» **WHAT YOU ARE ASKED TO DO**
Can you quote, word for word, every line from the first line of the records below through the line containing "pub type Pairs = Vec<(String, String)>;", and nothing else?

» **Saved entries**
------------------------------------------------------------
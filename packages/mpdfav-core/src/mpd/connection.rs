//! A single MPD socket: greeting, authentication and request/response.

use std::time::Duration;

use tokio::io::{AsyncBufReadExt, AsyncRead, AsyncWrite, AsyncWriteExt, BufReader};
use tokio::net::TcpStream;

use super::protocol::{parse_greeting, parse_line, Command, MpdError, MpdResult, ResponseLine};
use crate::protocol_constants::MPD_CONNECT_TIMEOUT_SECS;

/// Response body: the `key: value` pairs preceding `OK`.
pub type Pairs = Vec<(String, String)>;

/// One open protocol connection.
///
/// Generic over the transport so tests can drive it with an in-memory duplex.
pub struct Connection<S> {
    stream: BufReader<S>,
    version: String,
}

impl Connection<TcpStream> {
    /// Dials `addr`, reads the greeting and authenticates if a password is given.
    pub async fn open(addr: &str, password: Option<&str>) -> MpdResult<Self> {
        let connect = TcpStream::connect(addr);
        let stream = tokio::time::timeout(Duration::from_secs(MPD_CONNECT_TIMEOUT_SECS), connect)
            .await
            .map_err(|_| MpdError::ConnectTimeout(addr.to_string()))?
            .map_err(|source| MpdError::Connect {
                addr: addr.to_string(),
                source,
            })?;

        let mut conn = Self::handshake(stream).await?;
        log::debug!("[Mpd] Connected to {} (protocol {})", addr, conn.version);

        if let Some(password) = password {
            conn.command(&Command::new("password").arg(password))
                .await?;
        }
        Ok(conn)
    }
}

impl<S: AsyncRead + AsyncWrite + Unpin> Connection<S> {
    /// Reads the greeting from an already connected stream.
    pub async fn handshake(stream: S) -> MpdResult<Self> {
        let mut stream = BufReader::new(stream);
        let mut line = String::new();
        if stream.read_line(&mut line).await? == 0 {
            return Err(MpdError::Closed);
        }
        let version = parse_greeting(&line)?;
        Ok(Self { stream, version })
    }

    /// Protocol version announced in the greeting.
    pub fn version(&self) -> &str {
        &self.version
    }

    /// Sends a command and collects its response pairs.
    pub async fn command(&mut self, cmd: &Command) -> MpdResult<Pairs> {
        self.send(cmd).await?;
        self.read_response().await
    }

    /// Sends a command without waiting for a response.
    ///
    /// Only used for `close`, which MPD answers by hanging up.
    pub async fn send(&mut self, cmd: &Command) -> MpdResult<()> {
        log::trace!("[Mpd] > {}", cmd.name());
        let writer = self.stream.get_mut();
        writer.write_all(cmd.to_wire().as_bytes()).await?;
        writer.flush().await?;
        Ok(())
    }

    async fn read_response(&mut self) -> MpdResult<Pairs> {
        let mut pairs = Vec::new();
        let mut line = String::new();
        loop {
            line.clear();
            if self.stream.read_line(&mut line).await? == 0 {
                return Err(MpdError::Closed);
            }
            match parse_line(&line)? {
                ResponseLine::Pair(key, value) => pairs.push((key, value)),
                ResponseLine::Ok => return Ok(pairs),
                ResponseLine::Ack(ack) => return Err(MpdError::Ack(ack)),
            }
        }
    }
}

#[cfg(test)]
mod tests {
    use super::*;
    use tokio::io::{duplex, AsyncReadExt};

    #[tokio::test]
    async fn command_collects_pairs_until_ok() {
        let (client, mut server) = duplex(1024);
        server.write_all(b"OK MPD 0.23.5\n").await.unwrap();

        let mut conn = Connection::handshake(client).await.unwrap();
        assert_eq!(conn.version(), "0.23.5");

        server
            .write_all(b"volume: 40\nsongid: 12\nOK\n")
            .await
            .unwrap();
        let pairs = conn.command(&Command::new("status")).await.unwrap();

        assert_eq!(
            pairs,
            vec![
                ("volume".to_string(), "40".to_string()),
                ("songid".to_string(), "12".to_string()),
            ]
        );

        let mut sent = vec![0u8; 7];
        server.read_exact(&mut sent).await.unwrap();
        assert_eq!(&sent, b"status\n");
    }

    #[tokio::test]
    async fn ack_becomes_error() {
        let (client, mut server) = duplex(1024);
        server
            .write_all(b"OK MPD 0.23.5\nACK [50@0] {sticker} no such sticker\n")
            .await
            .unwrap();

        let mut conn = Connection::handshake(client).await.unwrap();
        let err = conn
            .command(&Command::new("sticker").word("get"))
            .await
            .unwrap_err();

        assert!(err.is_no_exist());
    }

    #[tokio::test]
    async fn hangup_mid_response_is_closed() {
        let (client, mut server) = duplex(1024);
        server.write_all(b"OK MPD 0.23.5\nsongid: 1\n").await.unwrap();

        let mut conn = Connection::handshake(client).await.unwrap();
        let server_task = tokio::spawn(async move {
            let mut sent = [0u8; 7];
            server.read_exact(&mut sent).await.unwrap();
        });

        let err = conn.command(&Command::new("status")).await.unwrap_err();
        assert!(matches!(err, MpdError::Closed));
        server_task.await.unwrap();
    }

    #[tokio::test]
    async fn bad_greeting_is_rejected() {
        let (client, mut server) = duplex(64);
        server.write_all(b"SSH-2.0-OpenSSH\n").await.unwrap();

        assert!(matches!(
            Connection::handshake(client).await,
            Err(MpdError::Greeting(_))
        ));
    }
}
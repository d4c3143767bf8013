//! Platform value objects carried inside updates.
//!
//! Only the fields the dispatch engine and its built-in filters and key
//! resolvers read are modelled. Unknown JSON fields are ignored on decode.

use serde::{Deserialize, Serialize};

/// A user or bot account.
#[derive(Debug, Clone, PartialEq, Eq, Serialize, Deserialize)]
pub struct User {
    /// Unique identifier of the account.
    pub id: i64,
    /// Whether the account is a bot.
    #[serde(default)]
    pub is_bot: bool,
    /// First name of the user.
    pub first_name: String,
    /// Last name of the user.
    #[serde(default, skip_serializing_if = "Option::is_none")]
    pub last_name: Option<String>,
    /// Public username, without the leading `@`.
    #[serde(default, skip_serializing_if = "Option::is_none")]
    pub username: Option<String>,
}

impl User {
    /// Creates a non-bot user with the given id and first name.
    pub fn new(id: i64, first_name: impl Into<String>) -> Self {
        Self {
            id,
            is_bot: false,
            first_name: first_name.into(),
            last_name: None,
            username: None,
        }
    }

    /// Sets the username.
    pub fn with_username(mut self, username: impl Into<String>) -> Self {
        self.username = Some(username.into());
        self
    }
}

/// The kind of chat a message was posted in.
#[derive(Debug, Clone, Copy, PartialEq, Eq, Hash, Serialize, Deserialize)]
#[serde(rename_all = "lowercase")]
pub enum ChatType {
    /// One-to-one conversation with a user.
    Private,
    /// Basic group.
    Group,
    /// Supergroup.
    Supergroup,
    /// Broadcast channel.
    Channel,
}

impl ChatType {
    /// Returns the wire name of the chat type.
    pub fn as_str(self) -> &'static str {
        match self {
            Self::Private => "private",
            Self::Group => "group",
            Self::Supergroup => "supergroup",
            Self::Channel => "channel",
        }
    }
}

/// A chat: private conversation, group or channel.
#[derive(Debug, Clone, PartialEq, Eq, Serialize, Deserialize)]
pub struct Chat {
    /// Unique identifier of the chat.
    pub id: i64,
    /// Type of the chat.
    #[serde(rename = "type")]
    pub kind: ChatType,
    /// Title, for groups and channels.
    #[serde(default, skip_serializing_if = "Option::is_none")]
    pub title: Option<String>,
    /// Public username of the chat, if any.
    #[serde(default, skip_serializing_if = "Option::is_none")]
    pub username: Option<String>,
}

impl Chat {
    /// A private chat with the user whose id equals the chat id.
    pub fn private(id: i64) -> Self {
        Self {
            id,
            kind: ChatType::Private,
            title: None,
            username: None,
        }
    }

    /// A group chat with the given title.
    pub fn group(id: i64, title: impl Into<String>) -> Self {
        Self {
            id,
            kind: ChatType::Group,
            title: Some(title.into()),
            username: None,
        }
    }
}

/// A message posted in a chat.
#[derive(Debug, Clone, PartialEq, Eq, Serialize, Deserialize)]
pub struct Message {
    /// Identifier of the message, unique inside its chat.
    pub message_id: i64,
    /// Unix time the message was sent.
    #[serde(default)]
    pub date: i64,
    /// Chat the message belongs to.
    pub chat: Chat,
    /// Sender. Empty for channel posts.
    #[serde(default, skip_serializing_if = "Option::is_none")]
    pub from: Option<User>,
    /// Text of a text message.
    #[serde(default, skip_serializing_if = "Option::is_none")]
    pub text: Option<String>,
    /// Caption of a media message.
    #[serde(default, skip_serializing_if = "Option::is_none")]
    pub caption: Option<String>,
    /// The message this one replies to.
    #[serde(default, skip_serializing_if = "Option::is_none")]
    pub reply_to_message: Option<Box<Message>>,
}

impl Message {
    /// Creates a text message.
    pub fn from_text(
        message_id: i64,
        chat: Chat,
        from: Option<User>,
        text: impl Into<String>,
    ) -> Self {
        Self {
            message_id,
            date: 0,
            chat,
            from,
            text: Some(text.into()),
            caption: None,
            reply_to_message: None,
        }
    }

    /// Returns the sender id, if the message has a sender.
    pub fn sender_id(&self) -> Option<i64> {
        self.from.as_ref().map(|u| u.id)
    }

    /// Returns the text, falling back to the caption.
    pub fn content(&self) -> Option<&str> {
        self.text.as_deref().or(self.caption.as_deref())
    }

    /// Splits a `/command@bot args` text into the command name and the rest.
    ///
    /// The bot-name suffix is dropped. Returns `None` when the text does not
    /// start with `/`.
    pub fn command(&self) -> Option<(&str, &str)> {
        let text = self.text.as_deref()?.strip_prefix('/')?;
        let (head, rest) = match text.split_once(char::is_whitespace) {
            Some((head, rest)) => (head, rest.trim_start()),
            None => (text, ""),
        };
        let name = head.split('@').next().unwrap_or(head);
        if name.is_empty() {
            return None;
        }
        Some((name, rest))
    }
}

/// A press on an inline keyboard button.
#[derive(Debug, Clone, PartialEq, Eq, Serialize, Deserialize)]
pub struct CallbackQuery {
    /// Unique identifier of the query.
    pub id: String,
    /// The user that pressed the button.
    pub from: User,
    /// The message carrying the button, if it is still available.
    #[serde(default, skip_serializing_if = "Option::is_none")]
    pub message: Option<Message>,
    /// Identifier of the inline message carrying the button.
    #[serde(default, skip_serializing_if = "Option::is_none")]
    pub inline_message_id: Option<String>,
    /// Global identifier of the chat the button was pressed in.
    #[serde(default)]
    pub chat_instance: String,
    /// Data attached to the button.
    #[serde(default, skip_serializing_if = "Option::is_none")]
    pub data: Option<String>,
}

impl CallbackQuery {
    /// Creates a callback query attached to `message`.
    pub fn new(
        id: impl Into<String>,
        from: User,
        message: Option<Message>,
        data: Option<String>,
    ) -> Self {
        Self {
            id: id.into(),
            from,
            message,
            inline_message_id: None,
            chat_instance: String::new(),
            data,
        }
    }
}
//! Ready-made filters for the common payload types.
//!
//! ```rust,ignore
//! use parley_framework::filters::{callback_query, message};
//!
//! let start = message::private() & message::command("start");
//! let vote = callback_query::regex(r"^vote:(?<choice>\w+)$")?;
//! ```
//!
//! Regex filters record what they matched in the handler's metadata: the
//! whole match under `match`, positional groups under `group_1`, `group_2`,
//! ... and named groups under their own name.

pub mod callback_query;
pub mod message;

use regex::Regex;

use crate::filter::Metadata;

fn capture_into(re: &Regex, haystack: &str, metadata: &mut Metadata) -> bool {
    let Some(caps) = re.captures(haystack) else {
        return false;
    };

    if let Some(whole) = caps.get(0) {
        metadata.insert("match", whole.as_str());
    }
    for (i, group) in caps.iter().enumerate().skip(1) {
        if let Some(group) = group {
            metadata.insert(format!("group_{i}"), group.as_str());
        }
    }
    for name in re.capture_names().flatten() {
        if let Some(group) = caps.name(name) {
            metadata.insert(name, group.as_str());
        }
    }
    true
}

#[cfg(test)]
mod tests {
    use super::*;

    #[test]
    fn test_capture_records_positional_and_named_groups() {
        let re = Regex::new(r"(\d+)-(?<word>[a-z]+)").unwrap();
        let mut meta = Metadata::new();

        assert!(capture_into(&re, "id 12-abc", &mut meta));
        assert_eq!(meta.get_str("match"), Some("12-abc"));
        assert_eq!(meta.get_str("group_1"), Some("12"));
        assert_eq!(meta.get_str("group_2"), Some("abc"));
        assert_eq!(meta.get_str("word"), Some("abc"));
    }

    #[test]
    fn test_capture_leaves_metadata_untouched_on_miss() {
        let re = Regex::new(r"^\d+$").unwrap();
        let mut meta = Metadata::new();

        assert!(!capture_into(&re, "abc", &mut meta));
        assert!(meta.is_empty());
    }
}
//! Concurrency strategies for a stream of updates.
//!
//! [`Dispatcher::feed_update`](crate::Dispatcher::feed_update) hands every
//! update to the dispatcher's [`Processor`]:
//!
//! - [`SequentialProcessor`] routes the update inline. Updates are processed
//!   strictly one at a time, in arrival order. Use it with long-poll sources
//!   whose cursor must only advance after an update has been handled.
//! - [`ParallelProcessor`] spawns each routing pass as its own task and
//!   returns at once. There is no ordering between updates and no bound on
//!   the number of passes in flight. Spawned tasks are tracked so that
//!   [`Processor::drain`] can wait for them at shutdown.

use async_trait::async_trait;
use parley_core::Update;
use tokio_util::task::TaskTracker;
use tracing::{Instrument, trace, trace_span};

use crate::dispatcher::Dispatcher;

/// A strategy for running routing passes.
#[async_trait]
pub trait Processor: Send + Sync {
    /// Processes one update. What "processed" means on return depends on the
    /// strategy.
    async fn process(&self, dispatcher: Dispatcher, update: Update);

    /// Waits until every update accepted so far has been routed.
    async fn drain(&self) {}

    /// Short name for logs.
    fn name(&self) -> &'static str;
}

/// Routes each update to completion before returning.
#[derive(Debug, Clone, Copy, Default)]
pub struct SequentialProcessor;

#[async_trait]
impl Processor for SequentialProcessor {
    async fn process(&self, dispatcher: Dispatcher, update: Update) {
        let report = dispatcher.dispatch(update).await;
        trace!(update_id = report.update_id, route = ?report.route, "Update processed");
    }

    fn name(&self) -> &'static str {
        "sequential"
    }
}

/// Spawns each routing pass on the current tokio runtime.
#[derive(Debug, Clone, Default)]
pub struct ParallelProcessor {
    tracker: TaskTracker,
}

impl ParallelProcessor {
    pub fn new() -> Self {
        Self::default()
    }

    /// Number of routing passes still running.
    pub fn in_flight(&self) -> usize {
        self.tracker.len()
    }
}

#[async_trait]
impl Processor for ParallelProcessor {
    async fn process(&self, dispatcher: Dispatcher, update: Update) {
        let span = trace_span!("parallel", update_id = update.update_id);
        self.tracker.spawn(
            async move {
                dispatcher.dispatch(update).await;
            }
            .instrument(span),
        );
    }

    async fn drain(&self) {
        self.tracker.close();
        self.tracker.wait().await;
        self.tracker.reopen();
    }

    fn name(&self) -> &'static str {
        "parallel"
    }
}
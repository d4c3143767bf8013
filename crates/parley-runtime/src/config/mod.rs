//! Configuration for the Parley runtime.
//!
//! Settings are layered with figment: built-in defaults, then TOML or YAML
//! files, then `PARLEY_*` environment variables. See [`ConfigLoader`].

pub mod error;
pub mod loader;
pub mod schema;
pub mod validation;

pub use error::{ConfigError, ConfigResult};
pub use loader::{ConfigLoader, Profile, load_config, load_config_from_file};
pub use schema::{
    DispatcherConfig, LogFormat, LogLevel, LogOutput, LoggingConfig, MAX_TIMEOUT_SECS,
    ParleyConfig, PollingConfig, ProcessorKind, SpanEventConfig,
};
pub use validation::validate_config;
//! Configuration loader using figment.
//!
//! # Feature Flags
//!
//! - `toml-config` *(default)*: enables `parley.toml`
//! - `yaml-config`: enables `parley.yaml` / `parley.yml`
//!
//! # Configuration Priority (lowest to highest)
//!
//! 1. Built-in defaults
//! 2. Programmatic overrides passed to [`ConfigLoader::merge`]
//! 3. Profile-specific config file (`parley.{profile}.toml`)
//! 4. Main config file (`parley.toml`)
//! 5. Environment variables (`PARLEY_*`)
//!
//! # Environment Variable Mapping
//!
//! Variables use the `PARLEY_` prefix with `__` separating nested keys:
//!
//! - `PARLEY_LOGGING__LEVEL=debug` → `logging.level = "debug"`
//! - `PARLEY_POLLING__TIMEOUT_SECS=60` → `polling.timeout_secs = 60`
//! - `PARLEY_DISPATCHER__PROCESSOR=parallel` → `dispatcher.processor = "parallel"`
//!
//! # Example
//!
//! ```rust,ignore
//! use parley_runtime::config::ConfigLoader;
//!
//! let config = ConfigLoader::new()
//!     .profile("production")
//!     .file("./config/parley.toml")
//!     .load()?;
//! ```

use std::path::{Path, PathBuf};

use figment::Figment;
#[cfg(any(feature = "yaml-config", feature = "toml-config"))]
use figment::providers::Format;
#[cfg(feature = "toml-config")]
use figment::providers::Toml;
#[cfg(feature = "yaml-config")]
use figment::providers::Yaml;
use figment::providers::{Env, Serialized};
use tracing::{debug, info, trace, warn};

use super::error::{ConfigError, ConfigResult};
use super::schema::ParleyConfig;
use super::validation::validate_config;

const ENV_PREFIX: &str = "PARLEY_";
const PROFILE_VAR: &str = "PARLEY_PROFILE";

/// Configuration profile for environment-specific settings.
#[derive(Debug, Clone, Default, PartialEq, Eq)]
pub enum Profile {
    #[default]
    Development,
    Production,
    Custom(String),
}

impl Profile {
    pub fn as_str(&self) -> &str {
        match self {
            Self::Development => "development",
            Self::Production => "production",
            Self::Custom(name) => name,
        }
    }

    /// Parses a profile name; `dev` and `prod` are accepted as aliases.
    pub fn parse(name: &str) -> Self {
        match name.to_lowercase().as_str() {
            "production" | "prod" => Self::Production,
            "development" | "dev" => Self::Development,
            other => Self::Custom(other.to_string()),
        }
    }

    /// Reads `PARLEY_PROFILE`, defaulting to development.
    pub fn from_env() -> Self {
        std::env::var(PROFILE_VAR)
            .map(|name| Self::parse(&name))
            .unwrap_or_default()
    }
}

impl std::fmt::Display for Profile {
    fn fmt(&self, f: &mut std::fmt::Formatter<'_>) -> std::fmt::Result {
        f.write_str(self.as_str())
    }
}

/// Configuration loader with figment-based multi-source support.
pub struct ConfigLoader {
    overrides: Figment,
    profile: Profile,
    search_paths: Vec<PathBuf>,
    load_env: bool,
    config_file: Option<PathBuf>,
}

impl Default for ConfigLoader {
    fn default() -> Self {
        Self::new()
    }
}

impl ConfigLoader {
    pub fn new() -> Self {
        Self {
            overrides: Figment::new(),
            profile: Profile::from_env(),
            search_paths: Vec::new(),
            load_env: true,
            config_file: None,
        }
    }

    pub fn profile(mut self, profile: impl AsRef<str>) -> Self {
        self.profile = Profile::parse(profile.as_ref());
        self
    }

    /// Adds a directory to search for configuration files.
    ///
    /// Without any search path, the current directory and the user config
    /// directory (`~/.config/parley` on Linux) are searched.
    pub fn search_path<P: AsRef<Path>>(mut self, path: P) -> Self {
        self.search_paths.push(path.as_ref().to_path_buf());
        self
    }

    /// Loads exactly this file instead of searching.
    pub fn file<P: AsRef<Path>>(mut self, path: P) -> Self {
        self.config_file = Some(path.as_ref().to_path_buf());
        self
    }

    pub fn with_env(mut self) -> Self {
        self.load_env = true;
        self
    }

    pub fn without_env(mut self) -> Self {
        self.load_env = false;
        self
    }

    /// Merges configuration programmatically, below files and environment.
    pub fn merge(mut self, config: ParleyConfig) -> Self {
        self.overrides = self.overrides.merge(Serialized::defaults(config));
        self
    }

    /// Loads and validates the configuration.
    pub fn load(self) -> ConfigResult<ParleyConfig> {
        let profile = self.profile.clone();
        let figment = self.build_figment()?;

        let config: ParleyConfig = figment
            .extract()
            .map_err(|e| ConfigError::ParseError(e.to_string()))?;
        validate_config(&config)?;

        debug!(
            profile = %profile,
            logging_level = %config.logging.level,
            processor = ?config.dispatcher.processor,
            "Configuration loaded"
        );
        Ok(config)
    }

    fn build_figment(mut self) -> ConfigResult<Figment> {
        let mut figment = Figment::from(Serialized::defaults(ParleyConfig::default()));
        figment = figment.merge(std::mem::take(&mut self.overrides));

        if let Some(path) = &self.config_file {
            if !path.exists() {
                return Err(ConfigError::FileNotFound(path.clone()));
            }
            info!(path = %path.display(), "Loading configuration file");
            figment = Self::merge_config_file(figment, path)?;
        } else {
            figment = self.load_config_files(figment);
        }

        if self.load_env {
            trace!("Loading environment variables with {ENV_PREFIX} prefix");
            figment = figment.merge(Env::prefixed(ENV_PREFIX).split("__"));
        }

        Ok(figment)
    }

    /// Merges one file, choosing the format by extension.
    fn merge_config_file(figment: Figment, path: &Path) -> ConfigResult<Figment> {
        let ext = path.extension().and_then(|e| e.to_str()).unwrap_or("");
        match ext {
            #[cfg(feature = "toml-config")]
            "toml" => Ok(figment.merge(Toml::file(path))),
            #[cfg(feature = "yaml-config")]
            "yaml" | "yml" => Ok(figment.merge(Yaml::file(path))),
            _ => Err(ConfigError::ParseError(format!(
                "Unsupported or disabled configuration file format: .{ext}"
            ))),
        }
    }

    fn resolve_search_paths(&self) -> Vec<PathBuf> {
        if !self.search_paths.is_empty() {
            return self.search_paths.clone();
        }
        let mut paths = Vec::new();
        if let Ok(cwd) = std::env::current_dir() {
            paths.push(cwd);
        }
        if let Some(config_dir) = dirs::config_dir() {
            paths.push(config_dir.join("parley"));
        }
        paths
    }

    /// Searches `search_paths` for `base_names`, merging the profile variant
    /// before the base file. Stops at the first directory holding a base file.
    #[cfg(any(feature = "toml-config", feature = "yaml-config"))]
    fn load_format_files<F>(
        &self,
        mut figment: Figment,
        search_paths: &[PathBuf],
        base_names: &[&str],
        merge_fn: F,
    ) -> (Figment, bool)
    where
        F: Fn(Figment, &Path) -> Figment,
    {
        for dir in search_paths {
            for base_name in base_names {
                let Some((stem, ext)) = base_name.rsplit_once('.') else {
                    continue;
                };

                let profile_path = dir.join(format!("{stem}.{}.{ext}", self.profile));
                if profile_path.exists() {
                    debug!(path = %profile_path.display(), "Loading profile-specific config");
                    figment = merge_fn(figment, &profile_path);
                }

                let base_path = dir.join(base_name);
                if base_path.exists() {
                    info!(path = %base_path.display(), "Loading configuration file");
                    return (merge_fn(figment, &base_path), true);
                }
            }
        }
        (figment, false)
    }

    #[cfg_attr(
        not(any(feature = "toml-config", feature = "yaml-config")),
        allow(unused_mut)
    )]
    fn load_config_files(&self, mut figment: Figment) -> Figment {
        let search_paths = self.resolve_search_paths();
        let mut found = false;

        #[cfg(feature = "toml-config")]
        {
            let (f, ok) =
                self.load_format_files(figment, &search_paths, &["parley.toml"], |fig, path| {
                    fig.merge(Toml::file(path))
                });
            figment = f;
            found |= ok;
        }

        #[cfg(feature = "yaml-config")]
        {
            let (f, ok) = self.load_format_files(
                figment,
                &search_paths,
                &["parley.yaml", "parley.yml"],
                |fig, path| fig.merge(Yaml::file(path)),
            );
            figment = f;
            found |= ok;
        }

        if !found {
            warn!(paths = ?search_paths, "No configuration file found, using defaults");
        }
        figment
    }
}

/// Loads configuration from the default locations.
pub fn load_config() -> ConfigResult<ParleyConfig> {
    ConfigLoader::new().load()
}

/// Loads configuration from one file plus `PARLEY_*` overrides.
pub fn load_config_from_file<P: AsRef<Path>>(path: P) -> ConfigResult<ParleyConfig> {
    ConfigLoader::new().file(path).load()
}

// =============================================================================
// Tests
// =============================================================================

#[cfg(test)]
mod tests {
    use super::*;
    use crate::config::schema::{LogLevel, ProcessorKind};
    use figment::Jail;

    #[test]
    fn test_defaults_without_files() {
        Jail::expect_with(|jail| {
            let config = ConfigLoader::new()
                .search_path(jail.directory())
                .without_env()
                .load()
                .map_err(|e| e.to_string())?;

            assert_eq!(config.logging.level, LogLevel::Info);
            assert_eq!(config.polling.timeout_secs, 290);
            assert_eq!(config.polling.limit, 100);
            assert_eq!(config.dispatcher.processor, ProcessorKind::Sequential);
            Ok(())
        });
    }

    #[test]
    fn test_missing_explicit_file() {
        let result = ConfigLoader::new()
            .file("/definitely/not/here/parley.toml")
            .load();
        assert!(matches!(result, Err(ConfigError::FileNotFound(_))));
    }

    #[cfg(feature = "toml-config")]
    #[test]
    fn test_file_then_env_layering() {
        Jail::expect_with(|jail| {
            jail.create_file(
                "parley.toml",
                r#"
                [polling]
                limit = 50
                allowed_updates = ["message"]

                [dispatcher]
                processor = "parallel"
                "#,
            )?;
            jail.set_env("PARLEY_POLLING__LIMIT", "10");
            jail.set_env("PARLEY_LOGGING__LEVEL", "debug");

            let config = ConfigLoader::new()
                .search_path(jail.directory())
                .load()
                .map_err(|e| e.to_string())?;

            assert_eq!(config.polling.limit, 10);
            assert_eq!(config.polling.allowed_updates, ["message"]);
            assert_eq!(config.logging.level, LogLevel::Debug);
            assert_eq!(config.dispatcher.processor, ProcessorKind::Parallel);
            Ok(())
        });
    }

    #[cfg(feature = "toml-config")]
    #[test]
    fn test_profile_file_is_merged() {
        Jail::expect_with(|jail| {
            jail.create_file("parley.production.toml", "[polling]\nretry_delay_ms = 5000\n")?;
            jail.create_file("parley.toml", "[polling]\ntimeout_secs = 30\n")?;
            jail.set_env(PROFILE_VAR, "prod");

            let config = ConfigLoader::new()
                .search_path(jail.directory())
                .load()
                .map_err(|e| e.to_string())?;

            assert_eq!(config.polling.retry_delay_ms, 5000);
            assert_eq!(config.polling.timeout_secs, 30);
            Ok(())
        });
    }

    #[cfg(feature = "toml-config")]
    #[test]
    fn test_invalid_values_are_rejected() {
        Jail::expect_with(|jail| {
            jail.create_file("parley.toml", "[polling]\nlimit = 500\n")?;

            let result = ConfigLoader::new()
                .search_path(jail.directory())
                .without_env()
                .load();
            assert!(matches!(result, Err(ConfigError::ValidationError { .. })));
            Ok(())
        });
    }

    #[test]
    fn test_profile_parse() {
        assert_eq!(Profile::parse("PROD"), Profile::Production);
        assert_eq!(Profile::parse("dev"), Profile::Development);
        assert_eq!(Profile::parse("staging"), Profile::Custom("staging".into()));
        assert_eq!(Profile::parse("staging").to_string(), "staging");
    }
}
------------------------------------------------------------
» **COMPLETED EXERCISE**
filename packages/mpdfav-core/src/mpd/connection.rs
//! A single MPD socket: greeting, authentication and request/response.

use std::time::Duration;

use tokio::io::{AsyncBufReadExt, AsyncRead, AsyncWrite, AsyncWriteExt, BufReader};
use tokio::net::TcpStream;

use super::protocol::{parse_greeting, parse_line, Command, MpdError, MpdResult, ResponseLine};
use crate::protocol_constants::MPD_CONNECT_TIMEOUT_SECS;

/// Response body: the `key: value` pairs preceding `OK`.
pub type Pairs = Vec<(String, String)>;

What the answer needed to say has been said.